[YOUR TASK]: Hunt through the entries for the word "select" and copy each line in which it appears.

+++ PROVIDED RECORDS

impl CaptureWorker<'_> {
    /// Await a collaborator call unless the session is stopped or out of
    /// time first.
    async fn interruptible<T>(&self, fut: impl Future<Output = T>) -> Option<T> {
        let mut cancel = self.cancel.clone();
        tokio::select! {
            biased;
            _ = cancelled(&mut cancel) => None,
            _ = tokio::time::sleep_until(self.deadline) => None,
            r = fut => Some(r),
        }
    }

    async fn run(
        &self,
        source: &mut dyn FrameSource,
        cancel: &mut watch::Receiver<bool>,
    ) -> EngineResult<()> {
        let config = &self.inner.config;
        let deadline = self.deadline;
        let mut frame_idx: u64 = 0;
        let mut fps = 0.0f64;
        let mut last = Instant::now();
        let mut failures: u32 = 0;

        loop {
            let stop = *cancel.borrow();
            if stop {
                info!("Cancellation received");
                break;
            }

            let next = tokio::select! {
                biased;
                _ = cancelled(cancel) => break,
                _ = tokio::time::sleep_until(deadline) => {
                    info!(max_secs = config.max_duration.as_secs(), "Maximum session duration reached");
                    break;
                }
                r = source.next_frame() => r,
            };

            let frame = match next {
                Ok(Some(frame)) => {
                    failures = 0;
                    frame
                }
                miss => {
                    failures += 1;
                    metrics::record_read_failure();
                    match miss {
                        Err(e) => warn!(error = %e, failures, "Frame read failed"),
                        _ => debug!(failures, "No frame available"),
                    }
                    if failures >= config.max_consecutive_read_failures {
                        return Err(EngineError::acquisition_failure(format!(
                            "{} consecutive frame reads failed",
                            failures
                        )));
                    }
                    tokio::select! {
                        biased;
                        _ = cancelled(cancel) => break,
                        _ = tokio::time::sleep(config.read_retry_backoff) => {}
                    }
                    continue;
                }
            };

            frame_idx += 1;
            let now = Instant::now();
            let dt = now.duration_since(last).as_secs_f64().max(1e-6);
            fps = fps * 0.9 + (1.0 / dt) * 0.1;
            last = now;

            self.inner.update_status(|s| {
                s.frame_count = frame_idx;
                s.fps = fps;
            });
            metrics::record_frame(fps);
            self.inner.publish_preview(&frame, fps);

            if frame_idx % config.detect_every.max(1) == 0 {
                self.detection_cycle(&frame).await;
            }
            tokio::task::yield_now().await;
        }

        Ok(())
    }

    async fn detection_cycle(&self, frame: &Frame) {
        let scale = self.inner.config.detection_scale;
        let small = frame.downscale(scale);

        let started = Instant::now();
        let Some(detected) = self
            .interruptible(self.recognition.detector.detect_faces(&small))
            .await
        else {
            debug!("Detection interrupted");
            return;
        };
        let faces = match detected {
            Ok(faces) => faces,
            Err(e) => {
                let err = EngineError::detection_failure(e.to_string());
                warn!(error = %err, "Skipping detection cycle");
                metrics::record_detection_failure();
                self.inner.update_status(|s| s.error = Some(err.to_string()));
                return;
            }
        };
        metrics::record_detection(faces.len(), started.elapsed().as_secs_f64());

        let mut boxes: Vec<FaceBox> = faces
            .iter()
            .map(|face| {
                let b = face.bbox.rescale(scale);
                FaceBox::pending(b.x, b.y, b.w, b.h)
            })
            .collect();
        self.inner.preview.set_boxes(boxes.clone());

        for (face, face_box) in faces.iter().zip(boxes.iter_mut()) {
            let Some((label, confirmed)) = self.identify_face(face).await else {
                debug!("Identification interrupted");
                return;
            };
            face_box.label = label;
            face_box.confirmed = confirmed;
        }
        self.inner.preview.set_boxes(boxes);
    }

    /// Identify one face and vote for it. Returns the box label and
    /// whether its identity is confirmed, or `None` if the session was
    /// stopped while waiting on the embedder.
    async fn identify_face(&self, face: &DetectedFace) -> Option<(String, bool)> {
        let unknown = || Some((UNKNOWN_LABEL.to_string(), false));
        if !self.resolver.can_identify() {
            return unknown();
        }

        let embedding = match self
            .interruptible(self.recognition.embedder.represent(&face.crop))
            .await?
        {
            Ok(Some(embedding)) => embedding,
            Ok(None) => {
                debug!("No embedding for face");
                return unknown();
            }
            Err(e) => {
                warn!(error = %e, "Embedding failed");
                self.inner
                    .update_status(|s| s.error = Some(format!("Embedding failed: {}", e)));
                return unknown();
            }
        };

        let identification = self.resolver.identify(&embedding);
        if !identification.is_known() {
            metrics::record_identification("rejected");
            return unknown();
        }

        let id = match self.mapping.resolve(&identification.label) {
            Some(id) if self.inner.registry.contains(&id) => id,
            other => {
                if let Some(id) = other {
                    warn!(label = %identification.label, roll_no = %id, "Mapped id is not in the registry");
                }
                metrics::record_identification("unmapped");
                return Some((
                    format!("{} ({:.1}%)", identification.label, identification.confidence),
                    false,
                ));
            }
        };
        metrics::record_identification("accepted");

        let name = self
            .inner
            .registry
            .display_name(&id)
            .unwrap_or(&identification.label)
            .to_string();
        let label = format!("{} ({:.1}%)", name, identification.confidence);

        let (already, newly) = {
            let mut state = self.inner.lock_state();
            if state.votes.is_confirmed(&id) {
                (true, false)
            } else {
                metrics::record_vote();
                let newly = state.votes.vote(&id);
                debug!(
                    roll_no = %id,
                    votes = state.votes.votes_for(&id),
                    required = state.votes.required(),
                    "Vote"
                );
                if newly {
                    state.status.confirmed.push(id.clone());
                    state.status.last_seen.insert(id.clone(), name.clone());
                }
                (false, newly)
            }
        };

        if newly {
            metrics::record_confirmation();
            info!(roll_no = %id, name = %name, "Confirmed present");
            self.inner.commit_presence(&self.date, &id, &name).await;
        }

        Some((label, already || newly))
    }
}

++++++

[RESULT BELOW]:
        tokio::select! {
            let next = tokio::select! {
                    tokio::select! {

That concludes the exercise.